In less time than it takes to tell, a battle royal was in progress that worked its way into the first floor barracks.  As more of the second platoon prune pickers poured down the stairs there were blows, grunts, and a crashing of metal bunk frames.  It halted abruptly when there was a sudden roar, “A-TEN-shun!!”
“All right!  Who started this?”
Langford was standing directly across the aisle from me.  He looked at me and I stared back at him.  After a hesitation he said, “I reckon maybe I might have, sir.  I threw the first punch, I guess.”
That did not seem right to me so I spoke up, “Only after I tripped him, Chief.”
The others caught on and there was a chorus of voices all taking the blame.  Nelson finally shook his head.  “Okay, you people, get this mess cleaned up by taps and hit the sack.  I will be back and I do not want to hear one sound that the base commander might hear at his house on the hill!”
Both platoons pitched in and we had the first floor barracks set to rights by the time the bugle notes of taps echoed across the compound and the lights went out.  I had just fallen asleep an hour later when the man in the next bunk nudged me and whispered, “Pass the word, fall in in uniform with leggings and rifles!”
In the moonlight I could see Chief Nelson glowering from the doorway.  I could hear muffled noises from the floor below as the Texans turned out.  Nelson got us in ranks and marched us out onto the grinder. For two hours we marched in close order drill to muttered commands in a moonlight parade.
As it turned out, Nelson’s playing one platoon against the other paid off.  There was no company on the station that marched with the precision of 40-52 as each platoon endeavored to be the best.  The following weekend all companies, in dress whites with leggings and rifles, were transported to the Marine Training station for a dress parade and admiral’s marching competition.

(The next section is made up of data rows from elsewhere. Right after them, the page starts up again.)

use clap::Parser;
use std::path::PathBuf;

use crate::date_codec::DateFields;

pub const DEFAULT_OUTPUT: &str = "output.csv";

/// Extracts taxed dividend payments from a VTB broker account operations
/// export and writes them, sorted by date, to a CSV report.
#[derive(Parser)]
#[command(version = "1.0")]
pub struct Opts {
    /// VTB Broker Account operations CSV document
    pub csvfile: PathBuf,

    /// Report file to write
    #[arg(short, long, default_value = DEFAULT_OUTPUT)]
    pub output: PathBuf,

    /// How the date columns are read and written
    #[arg(long, value_enum, default_value_t = DateFields::default())]
    pub date_fields: DateFields,

    #[arg(short, long)]
    pub quiet: bool,
    /// Verbose mode (-v for trace output)
    #[arg(short, long, action = clap::ArgAction::Count)]
    pub verbose: u8,
    /// Timestamp (sec, ms, ns, none)
    #[arg(short, long)]
    pub ts: Option<stderrlog::Timestamp>,
}

pub fn parse_args() -> Opts {
    Opts::parse()
}
use serde::{Deserialize, Serialize};

use bookdepot_core::{BookId, OrderId};

/// How an order line consumes stock.
///
/// The enum is closed on purpose: an unrecognized type string must fail
/// structural decoding at the transport rather than reach the store.
#[derive(Debug, Clone, Copy, PartialEq, Eq, Serialize, Deserialize)]
#[serde(rename_all = "lowercase")]
pub enum OrderKind {
    /// Must not drive inventory below zero.
    Immediate,
    /// Back-order: inventory may go negative.
    Reserve,
}

/// One stock-consuming line within an order.
#[derive(Debug, Clone, Copy, PartialEq, Eq, Serialize, Deserialize)]
#[serde(rename_all = "camelCase")]
pub struct OrderItem {
    pub book_id: BookId,
    #[serde(rename = "type")]
    pub kind: OrderKind,
    pub quantity: u32,
}

/// A multi-line order, fulfilled atomically: all lines or none.
#[derive(Debug, Clone, PartialEq, Eq, Serialize, Deserialize)]
#[serde(rename_all = "camelCase")]
pub struct Order {
    pub order_id: OrderId,
    pub items: Vec<OrderItem>,
}

#[derive(Debug, Clone, Copy, PartialEq, Eq, Serialize, Deserialize)]
#[serde(rename_all = "lowercase")]
pub enum OrderStatus {
    Accepted,
    Error,
}

/// Per-order outcome, echoing the caller's `orderId`.
#[derive(Debug, Clone, PartialEq, Eq, Serialize, Deserialize)]
#[serde(rename_all = "camelCase")]
pub struct OrderResult {
    pub order_id: OrderId,
    pub status: OrderStatus,
    #[serde(default, skip_serializing_if = "Option::is_none")]
    pub message: Option<String>,
}

impl OrderResult {
    pub fn accepted(order_id: OrderId) -> Self {
        Self {
            order_id,
            status: OrderStatus::Accepted,
            message: None,
        }
    }

    pub fn rejected(order_id: OrderId, message: impl Into<String>) -> Self {
        Self {
            order_id,
            status: OrderStatus::Error,
            message: Some(message.into()),
        }
    }

    pub fn is_accepted(&self) -> bool {
        self.status == OrderStatus::Accepted
    }
}

/// A batch of orders, processed strictly in submission order.
#[derive(Debug, Clone, PartialEq, Eq, Serialize, Deserialize)]
pub struct FulfillmentParams {
    pub orders: Vec<Order>,
}

#[derive(Debug, Clone, PartialEq, Eq, Serialize, Deserialize)]
pub struct FulfillmentResult {
    pub orders: Vec<OrderResult>,
}
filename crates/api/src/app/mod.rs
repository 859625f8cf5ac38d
//! HTTP API application wiring (Axum router + store injection).
//!
//! Layout:
//! - `state.rs`: the owned inventory store behind its writer lock
//! - `routes/`: HTTP routes + handlers (one file per domain area)
//! - `dto.rs`: result-record response shapes and mapping helpers
//! - `errors.rs`: consistent fault responses

use std::sync::Arc;

use axum::{Extension, Router};
use tower::ServiceBuilder;

pub mod dto;
pub mod errors;
pub mod routes;
pub mod state;

/// Build the full HTTP router around an injected store (public entrypoint
/// used by `main.rs` and the black-box tests).
pub fn build_app(store: bookdepot_catalog::InventoryStore) -> Router {
    let state = Arc::new(state::AppState::new(store));

    routes::router().layer(ServiceBuilder::new().layer(Extension(state)))
}
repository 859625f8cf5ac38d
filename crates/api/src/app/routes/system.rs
use axum::http::StatusCode;

pub async fn health() -> StatusCode {
    StatusCode::OK
}
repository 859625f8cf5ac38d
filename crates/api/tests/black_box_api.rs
use bookdepot_catalog::InventoryStore;
use reqwest::StatusCode;
use serde_json::json;

struct TestServer {
    base_url: String,
    handle: tokio::task::JoinHandle<()>,
}

impl TestServer {
    async fn spawn() -> Self {
        // Same router as prod, seeded catalog, bound to an ephemeral port.
        let app = bookdepot_api::app::build_app(InventoryStore::bootstrap());
        let listener = tokio::net::TcpListener::bind("127.0.0.1:0")
            .await
            .expect("failed to bind ephemeral port");
        let addr = listener.local_addr().unwrap();
        let base_url = format!("http://{}", addr);

        let handle = tokio::spawn(async move {
            axum::serve(listener, app).await.unwrap();
        });

        Self { base_url, handle }
    }

    async fn post(&self, path: &str, body: serde_json::Value) -> reqwest::Response {
        reqwest::Client::new()
            .post(format!("{}{}", self.base_url, path))
            .json(&body)
            .send()
            .await
            .unwrap()
    }

    async fn post_ok(&self, path: &str, body: serde_json::Value) -> serde_json::Value {
        let res = self.post(path, body).await;
        assert_eq!(res.status(), StatusCode::OK);
        res.json().await.unwrap()
    }
}

impl Drop for TestServer {
    fn drop(&mut self) {
        self.handle.abort();
    }
}

#[tokio::test]
async fn health_endpoint_answers_ok() {
    let srv = TestServer::spawn().await;
    let res = reqwest::get(format!("{}/health", srv.base_url)).await.unwrap();
    assert_eq!(res.status(), StatusCode::OK);
}

#[tokio::test]
async fn search_returns_the_full_bootstrap_catalog_in_id_order() {
    let srv = TestServer::spawn().await;

    let body = srv.post_ok("/search-books", json!({})).await;
    assert_eq!(body["total"], 6);
    assert!(body.get("nextToken").is_none());

    let ids: Vec<u64> = body["books"]
        .as_array()
        .unwrap()
        .iter()
        .map(|b| b["id"].as_u64().unwrap())
        .collect();
    assert_eq!(ids, vec![1, 2, 3, 4, 5, 6]);
    assert_eq!(body["books"][0]["title"], "Fundamentals of Wavelets");
}

#[tokio::test]
async fn search_paginates_and_filters_by_substring() {
    let srv = TestServer::spawn().await;

    let first = srv
        .post_ok("/search-books", json!({ "pageSize": 4 }))
        .await;
    assert_eq!(first["total"], 6);
    assert_eq!(first["books"].as_array().unwrap().len(), 4);
    assert_eq!(first["nextToken"], 4);

    let second = srv
        .post_ok("/search-books", json!({ "pageSize": 4, "nextToken": 4 }))
        .await;
    assert_eq!(second["books"].as_array().unwrap().len(), 2);
    assert!(second.get("nextToken").is_none());

    let filtered = srv
        .post_ok("/search-books", json!({ "searchString": "Steinbeck" }))
        .await;
    assert_eq!(filtered["total"], 2);
    let ids: Vec<u64> = filtered["books"]
        .as_array()
        .unwrap()
        .iter()
        .map(|b| b["id"].as_u64().unwrap())
        .collect();
    assert_eq!(ids, vec![4, 6]);
}

#[tokio::test]
async fn fetch_books_preserves_order_and_ignores_missing_ids() {
    let srv = TestServer::spawn().await;

    let body = srv.post_ok("/fetch-books", json!({ "bookIds": [1, 2] })).await;
    let ids: Vec<u64> = body["books"]
        .as_array()
        .unwrap()
        .iter()
        .map(|b| b["id"].as_u64().unwrap())
        .collect();
    assert_eq!(ids, vec![1, 2]);

    let body = srv.post_ok("/fetch-books", json!({ "bookIds": [999] })).await;
    assert_eq!(body["books"].as_array().unwrap().len(), 0);
}

#[tokio::test]
async fn add_book_assigns_next_id_and_rejects_duplicate_isbn() {
    let srv = TestServer::spawn().await;

    let body = srv
        .post_ok(
            "/add-book",
            json!({
                "title": "New Arrival",
                "author": "Writer, Some",
                "isbn": "111222333",
                "category": "fiction",
            }),
        )
        .await;
    assert_eq!(body["status"], "accepted");
    assert_eq!(body["book"]["id"], 7);
    assert_eq!(body["book"]["inventory"], 0);

    // Bootstrap book 1 already owns this isbn; still a 200, error record.
    let body = srv
        .post_ok(
            "/add-book",
            json!({
                "title": "Different Title",
                "author": "Different Author",
                "isbn": "3726362789",
                "category": "nonfiction",
            }),
        )
        .await;
    assert_eq!(body["status"], "error");
    assert_eq!(body["message"], "ISBN already exists");
}

#[tokio::test]
async fn update_book_details_honors_notes_key_presence() {
    let srv = TestServer::spawn().await;

    // Omitted notes key: prior value retained.
    let body = srv
        .post_ok(
            "/update-book-details",
            json!({ "id": 2, "title": "Age of Wrath" }),
        )
        .await;
    assert_eq!(body["status"], "accepted");
    assert_eq!(body["book"]["title"], "Age of Wrath");
    assert_eq!(
        body["book"]["notes"],
        "Backordered until the end of the year"
    );

    // Explicit null: cleared.
    let body = srv
        .post_ok("/update-book-details", json!({ "id": 2, "notes": null }))
        .await;
    assert_eq!(body["status"], "accepted");
    assert!(body["book"]["notes"].is_null());

    // Unknown id: domain error record.
    let body = srv
        .post_ok("/update-book-details", json!({ "id": 42 }))
        .await;
    assert_eq!(body["status"], "error");
    assert_eq!(body["message"], "Item 42 does not exist");
}

#[tokio::test]
async fn update_inventory_requires_increment_or_set() {
    let srv = TestServer::spawn().await;

    let body = srv
        .post_ok("/update-inventory", json!({ "bookId": 1 }))
        .await;
    assert_eq!(body["status"], "error");
    assert_eq!(body["message"], "must specify one of increment or set in request");

    let body = srv
        .post_ok("/update-inventory", json!({ "bookId": 1, "increment": 5 }))
        .await;
    assert_eq!(body["status"], "accepted");
    assert_eq!(body["bookId"], 1);
    assert_eq!(body["inventory"], 14);

    let body = srv
        .post_ok("/update-inventory", json!({ "bookId": 1, "set": 2 }))
        .await;
    assert_eq!(body["inventory"], 2);
}

#[tokio::test]
async fn fulfillment_batch_is_sequential_and_atomic_per_order() {
    let srv = TestServer::spawn().await;

    // Order 1 overdraws book 3 (stock 3) via an immediate line bundled
    // with a valid line; order 2 reserves past zero on book 2 (stock 0);
    // order 3 shows order 1 applied nothing.
    let body = srv
        .post_ok(
            "/fulfill-orders",
            json!({
                "orders": [
                    { "orderId": 1, "items": [
                        { "bookId": 1, "type": "immediate", "quantity": 1 },
                        { "bookId": 3, "type": "immediate", "quantity": 4 },
                    ]},
                    { "orderId": 2, "items": [
                        { "bookId": 2, "type": "reserve", "quantity": 5 },
                    ]},
                    { "orderId": 3, "items": [
                        { "bookId": 3, "type": "immediate", "quantity": 3 },
                    ]},
                ]
            }),
        )
        .await;

    let orders = body["orders"].as_array().unwrap();
    assert_eq!(orders.len(), 3);

    assert_eq!(orders[0]["orderId"], 1);
    assert_eq!(orders[0]["status"], "error");
    assert_eq!(orders[0]["message"], "insufficient stock to fulfill order");

    assert_eq!(orders[1]["status"], "accepted");
    assert!(orders[1].get("message").is_none());

    // Order 1 applied nothing, so order 3 still found all 3 in stock.
    assert_eq!(orders[2]["status"], "accepted");

    let body = srv
        .post_ok("/fetch-books", json!({ "bookIds": [1, 2, 3] }))
        .await;
    let books = body["books"].as_array().unwrap();
    assert_eq!(books[0]["inventory"], 9);
    assert_eq!(books[1]["inventory"], -5);
    assert_eq!(books[2]["inventory"], 0);
}

#[tokio::test]
async fn fulfillment_reports_unknown_items_per_order() {
    let srv = TestServer::spawn().await;

    let body = srv
        .post_ok(
            "/fulfill-orders",
            json!({
                "orders": [
                    { "orderId": 10, "items": [
                        { "bookId": 999, "type": "immediate", "quantity": 1 },
                    ]},
                ]
            }),
        )
        .await;
    assert_eq!(body["orders"][0]["status"], "error");
    assert_eq!(body["orders"][0]["message"], "item 999 does not exist");
}

#[tokio::test]
async fn unrecognized_order_type_is_a_transport_rejection() {
    let srv = TestServer::spawn().await;

    let res = srv
        .post(
            "/fulfill-orders",
            json!({
                "orders": [
                    { "orderId": 1, "items": [
                        { "bookId": 1, "type": "layaway", "quantity": 1 },
                    ]},
                ]
            }),
        )
        .await;
    // Not part of the business contract: structural decode failure, not a
    // domain error record.
    assert!(res.status().is_client_error());
}
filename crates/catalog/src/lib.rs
//! Catalog and inventory domain module.
//!
//! This crate contains the business rules for the book catalog, implemented
//! purely as deterministic domain logic (no IO, no HTTP, no storage).

pub mod book;
pub mod bootstrap;
pub mod order;
pub mod store;

pub use book::{AddBookParams, Book, StockAdjustment, UpdateBookParams};
pub use order::{
    FulfillmentParams, FulfillmentResult, Order, OrderItem, OrderKind, OrderResult, OrderStatus,
};
pub use store::{
    BookPage, DEFAULT_PAGE_SIZE, FetchBooksParams, FetchBooksResult, InventoryStore,
    SearchBooksParams,
};
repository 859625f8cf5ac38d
//! Tracing and logging setup shared by every binary.

/// Initialize process-wide observability (tracing/logging).
///
/// Safe to call multiple times; subsequent calls become no-ops.
pub fn init() {
    tracing::init();
}

/// Tracing configuration (filters, layers).
pub mod tracing;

Just before we marched out with Chief Nelson in the lead, he addressed us, “Okay, you people, we are gonna have our own little competition today.  I want to see who the best platoon may be.  See if you can keep those lines straight and stay in step!”
It was a heady feeling when we marched out onto that huge parade ground to the beat of the marine band playing Sousa marches like “Under the Double Eagle” and “The Stars and Stripes Forever”.  Our lines were precise and our heels hit the ground as one man, all eyes straight ahead with our bayonetted rifles exactly aligned.  There were ten companies of sailors and ten of marines.
It was an even more heady feeling when, at the conclusion and we were all drawn up on the parade ground at parade rest, Chief Nelson was called front and center with our recruit company commander and they were presented by the admiral’s lady with the blue and gold Navy E flag for excellence.  Company 40-52 was the best, including the Marine Corps!
Finally, we of Company 40-52 were Navy shipmates.  It no longer mattered where we were from, we were the best.  We celebrated together.
The admiral’s review at the marine base had been on a Friday.  The next day while we were getting ready to go on liberty, word was passed that the results of the tests we had and assignments had been posted on the bulletin board.  I hurried to check the list and there was my name on the assignments to AMM school, North Island.  The name immediately beneath mine in the alphabetical order was “Langford, D.S.”
As I turned to go, the tall Texan and onetime foe was standing behind me.  He grinned.  “Well, Frieze, looks like we have not seen the last of each other!”
I smiled ruefully.  “No, I guess not.  You know, Langford, you didn’t have to try to take the blame for that ruckus that got us the moonlight parade last week.”
“Well hell,” he said, “you didn’t have to chime in either.  Sure was a good little se-to while it lasted.  No hard feelings?”  He stuck out his hand.
I laughed and shook his hand.  “No, no hard feelings.  What say we go ashore and have a couple of beers to celebrate?”
We went and had a great liberty afternoon.